No words or pictures can ever do it justice. It is unique and intriguing spectacle. There is nowhere else in this world where you will see such numbers of wildlife, together with their associated predators.

The migration as a whole is interesting, and each section plays a key role. Travellers get to see generations of wildebeest as they move along. From the young ones being born in Southern Serengeti, to the rutting in the northern Serengeti, to the river crossings, both Grumeti and the Mara. Perhaps the most important area for them is when they arrive in the Mara to find high grass. The grass is rich in Calcium, and just like humans they need this mineral for strong healthy bones.

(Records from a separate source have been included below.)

//! Explicit connection state machine.

/// Where one subscription's transport currently stands.
///
/// Modeled as an explicit state instead of ad hoc booleans so the
/// "nothing mutates after teardown" invariant is structural:
/// [`ChannelState::TornDown`] is terminal and absorbs every later
/// transition attempt.
#[derive(Debug, Clone, Copy, PartialEq, Eq)]
pub enum ChannelState {
    /// No transport attempt in flight.
    Disconnected,
    /// Handshake in progress.
    Connecting,
    /// Transport established and streaming.
    Open,
    /// Transport lost; one reconnect attempt is scheduled.
    ReconnectScheduled,
    /// Unsubscribed. Terminal.
    TornDown,
}

#[cfg(test)]
mod tests {
    use super::*;

    #[test]
    fn states_compare() {
        assert_eq!(ChannelState::Open, ChannelState::Open);
        assert_ne!(ChannelState::Open, ChannelState::TornDown);
    }
}
//! Error types for the client engine.
//!
//! Failures never escape a public store or channel operation: request
//! failures become a per-session message string, persistence failures are
//! swallowed, and transport failures surface only as connectivity state.
//! These enums exist for the internal seams where a typed error is still
//! useful (the conversation API client and the state store).

use thiserror::Error;

/// Fixed message recorded when sending without an active conversation.
pub const NO_ACTIVE_CONVERSATION: &str = "No active conversation";

/// Fallback message when a request failure carries no useful text.
pub const GENERIC_REQUEST_FAILURE: &str = "Request failed";

/// Conversation API failure.
#[derive(Debug, Error)]
pub enum ApiError {
    /// Server answered with a non-success status.
    #[error("server returned {status}: {body}")]
    Status {
        /// HTTP status code.
        status: u16,
        /// Response body excerpt.
        body: String,
    },

    /// Request never reached the server.
    #[error("transport error: {0}")]
    Transport(String),

    /// Response body did not match the expected shape.
    #[error("malformed response: {0}")]
    Decode(String),
}

impl ApiError {
    /// The user-facing string the session store records.
    ///
    /// Always non-empty; falls back to [`GENERIC_REQUEST_FAILURE`].
    #[must_use]
    pub fn message(&self) -> String {
        let text = self.to_string();
        if text.trim().is_empty() {
            GENERIC_REQUEST_FAILURE.to_owned()
        } else {
            text
        }
    }
}

/// State persistence failure. Always swallowed at the store boundary.
#[derive(Debug, Error)]
pub enum StorageError {
    /// Filesystem read/write failed.
    #[error("state io error: {0}")]
    Io(#[from] std::io::Error),

    /// Persisted record did not parse.
    #[error("state parse error: {0}")]
    Parse(#[from] serde_json::Error),
}

#[cfg(test)]
mod tests {
    use super::*;

    #[test]
    fn status_error_message() {
        let err = ApiError::Status {
            status: 502,
            body: "bad gateway".into(),
        };
        assert_eq!(err.message(), "server returned 502: bad gateway");
    }

    #[test]
    fn transport_error_message() {
        let err = ApiError::Transport("connection refused".into());
        assert!(err.message().contains("connection refused"));
    }

    #[test]
    fn storage_error_from_io() {
        let io = std::io::Error::new(std::io::ErrorKind::PermissionDenied, "denied");
        let err = StorageError::from(io);
        assert!(err.to_string().contains("denied"));
    }
}
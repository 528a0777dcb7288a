//! The session store.

use std::sync::Arc;

use tracing::{debug, info, warn};

use tether_core::constants::{DEFAULT_SESSION_LABEL, SESSION_LABEL_MAX};
use tether_core::errors::NO_ACTIVE_CONVERSATION;
use tether_core::ids::{ConversationId, SessionId};
use tether_core::model::{ActiveView, ProjectSource, Session};

use crate::api::{ConversationApi, CreateConversationParams};
use crate::persist::{PersistedSession, PersistedState, StateStore};

/// Owner of every session and of the request lifecycle against the
/// conversation API.
///
/// Invariants: the session list is never empty, and the active ID
/// always names a session in the list. Request failures land in the
/// affected session's `error` field; persistence failures are handled
/// inside the state store. No public operation here returns an error.
pub struct SessionStore {
    sessions: Vec<Session>,
    active_id: SessionId,
    api: Arc<dyn ConversationApi>,
    store: Arc<dyn StateStore>,
}

impl SessionStore {
    /// Builds the store from persisted state, or with one fresh
    /// session when none exists.
    ///
    /// Restored sessions start with an empty conversation cache; call
    /// [`SessionStore::restore_conversations`] to re-fetch them.
    #[must_use]
    pub fn new(api: Arc<dyn ConversationApi>, store: Arc<dyn StateStore>) -> Self {
        let persisted = store.load().unwrap_or_default();
        let mut sessions: Vec<Session> = persisted
            .sessions
            .into_iter()
            .map(PersistedSession::into_session)
            .collect();
        if sessions.is_empty() {
            debug!("no persisted sessions, starting fresh");
            sessions.push(Session::new());
        }
        let active_id = persisted
            .active_session_id
            .filter(|id| sessions.iter().any(|s| &s.id == id))
            .unwrap_or_else(|| sessions[0].id.clone());
        info!(session_count = sessions.len(), active_id = %active_id, "session store ready");
        Self {
            sessions,
            active_id,
            api,
            store,
        }
    }

    /// Re-fetches the full conversation for every restored session
    /// that has one bound.
    ///
    /// A fetch failure leaves that session's conversation cache empty
    /// instead of failing the whole restore.
    pub async fn restore_conversations(&mut self) {
        let bound: Vec<(SessionId, ConversationId)> = self
            .sessions
            .iter()
            .filter_map(|s| {
                s.conversation_id
                    .clone()
                    .map(|c| (s.id.clone(), c))
            })
            .collect();
        for (session_id, conversation_id) in bound {
            let result = self.api.fetch_conversation(&conversation_id).await;
            match result {
                Ok(conversation) => {
                    if let Some(session) = self.session_mut(&session_id) {
                        session.messages = conversation.messages.clone();
                        session.conversation = Some(conversation);
                    }
                }
                Err(err) => {
                    warn!(
                        conversation_id = %conversation_id,
                        error = %err,
                        "restore fetch failed, session left without conversation"
                    );
                }
            }
        }
    }

    // ── Session list operations ──

    /// Appends a fresh session and makes it active.
    pub fn create_session(&mut self) -> SessionId {
        let session = Session::new();
        let id = session.id.clone();
        self.sessions.push(session);
        self.active_id = id.clone();
        self.persist();
        id
    }

    /// Removes a session.
    ///
    /// When the active session is closed, the session that slides into
    /// its list index becomes active, else the new last one. Closing
    /// the only session synthesizes a fresh replacement. Unknown IDs
    /// are a no-op.
    pub fn close_session(&mut self, id: &SessionId) {
        let Some(index) = self.sessions.iter().position(|s| &s.id == id) else {
            return;
        };
        let _ = self.sessions.remove(index);
        if self.sessions.is_empty() {
            let replacement = Session::new();
            self.active_id = replacement.id.clone();
            self.sessions.push(replacement);
        } else if &self.active_id == id {
            let next = index.min(self.sessions.len() - 1);
            self.active_id = self.sessions[next].id.clone();
        }
        self.persist();
    }

    /// Changes the active session; a no-op for unknown IDs.
    pub fn switch_session(&mut self, id: &SessionId) {
        if self.sessions.iter().any(|s| &s.id == id) {
            self.active_id = id.clone();
            self.persist();
        }
    }

    /// Changes which pane the active session shows.
    pub fn set_active_view(&mut self, view: ActiveView) {
        self.active_mut().active_view = view;
        self.persist();
    }

    // ── Conversation lifecycle ──

    /// Starts a conversation for the active session.
    ///
    /// The project source resolves from the explicit argument, else
    /// the session's git URL, else its local path. The label becomes
    /// the first prompt's leading characters. Failures land in the
    /// session's `error`; loading always clears when settled.
    pub async fn start_conversation(
        &mut self,
        text: &str,
        project_source: Option<ProjectSource>,
        model: Option<String>,
    ) {
        let session_id = self.active_id.clone();
        let params = {
            let session = self.active_mut();
            session.is_loading = true;
            session.error = None;
            CreateConversationParams {
                text: text.to_owned(),
                project_source: session.resolve_project_source(project_source),
                model: model.unwrap_or_else(|| session.model.clone()),
            }
        };
        let result = self.api.create_conversation(params).await;
        if let Some(session) = self.session_mut(&session_id) {
            match result {
                Ok(conversation) => {
                    session.conversation_id = Some(conversation.id.clone());
                    session.messages = conversation.messages.clone();
                    session.conversation = Some(conversation);
                    session.label = derive_label(text);
                }
                Err(err) => {
                    warn!(session_id = %session_id, error = %err, "start conversation failed");
                    session.error = Some(err.message());
                }
            }
            session.is_loading = false;
        }
        self.persist();
    }

    /// Sends a message on the active session's conversation.
    ///
    /// Without a conversation this records [`NO_ACTIVE_CONVERSATION`]
    /// and never touches the network.
    pub async fn send_message(&mut self, text: &str) {
        let session_id = self.active_id.clone();
        let Some(conversation_id) = self.active_session().conversation_id.clone() else {
            self.active_mut().error = Some(NO_ACTIVE_CONVERSATION.to_owned());
            return;
        };
        self.active_mut().error = None;
        let result = self.api.send_message(&conversation_id, text).await;
        if let Some(session) = self.session_mut(&session_id) {
            match result {
                Ok(conversation) => {
                    session.messages = conversation.messages.clone();
                    session.conversation = Some(conversation);
                }
                Err(err) => {
                    warn!(session_id = %session_id, error = %err, "send message failed");
                    session.error = Some(err.message());
                }
            }
        }
    }

    /// Re-fetches the active session's conversation.
    ///
    /// Silently keeps the stale cache on failure.
    pub async fn refresh_conversation(&mut self) {
        let session_id = self.active_id.clone();
        let Some(conversation_id) = self.active_session().conversation_id.clone() else {
            return;
        };
        let result = self.api.fetch_conversation(&conversation_id).await;
        match result {
            Ok(conversation) => {
                if let Some(session) = self.session_mut(&session_id) {
                    session.messages = conversation.messages.clone();
                    session.conversation = Some(conversation);
                }
            }
            Err(err) => {
                debug!(conversation_id = %conversation_id, error = %err, "refresh failed, keeping cache");
            }
        }
    }

    // ── Accessors ──

    /// Sessions in display order. Never empty.
    #[must_use]
    pub fn sessions(&self) -> &[Session] {
        &self.sessions
    }

    /// ID of the active session.
    #[must_use]
    pub fn active_session_id(&self) -> &SessionId {
        &self.active_id
    }

    /// The active session.
    #[must_use]
    pub fn active_session(&self) -> &Session {
        self.sessions
            .iter()
            .find(|s| s.id == self.active_id)
            .expect("active id always names a present session")
    }

    /// Conversation bound to the active session, if any.
    #[must_use]
    pub fn active_conversation_id(&self) -> Option<ConversationId> {
        self.active_session().conversation_id.clone()
    }

    fn active_mut(&mut self) -> &mut Session {
        let id = self.active_id.clone();
        self.session_mut(&id)
            .expect("active id always names a present session")
    }

    fn session_mut(&mut self, id: &SessionId) -> Option<&mut Session> {
        self.sessions.iter_mut().find(|s| &s.id == id)
    }

    fn persist(&self) {
        let state = PersistedState {
            sessions: self.sessions.iter().map(PersistedSession::of).collect(),
            active_session_id: Some(self.active_id.clone()),
        };
        self.store.save(&state);
    }
}

/// Leading characters of the first prompt, or the default label.
fn derive_label(text: &str) -> String {
    let trimmed = text.trim();
    if trimmed.is_empty() {
        return DEFAULT_SESSION_LABEL.to_owned();
    }
    trimmed.chars().take(SESSION_LABEL_MAX).collect()
}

Photos and documentaries don’t do justice to this phenomenon, it is a must see. There is something special about the migration, how they have beaten all odds, predators, diseases and many other calamities to increase in numbers.

Is there a moment during the recent great migration in the Serengeti that stood out for you?

Yes! Water crossings are always entertaining to watch. On this particular day, I was watching a crossing with quite a heavy current. It was amazing to witness all of the wildebeest, including the younger ones, make it safely across despite the heavy current!

It is usually chaotic and messy with a lot of casualties. Very seldom do safe crossings happen as either crocodiles will get into action or some will be swept away.

The sad reality is that every year many wildebeest don’t make it. What goes through your mind when you see a wildebeest fall victim to a crocodile?

Considering we see a lot of life and death situations out here on our everyday ventures, it is all about survival. Yes, it is sad, but it is not in vain.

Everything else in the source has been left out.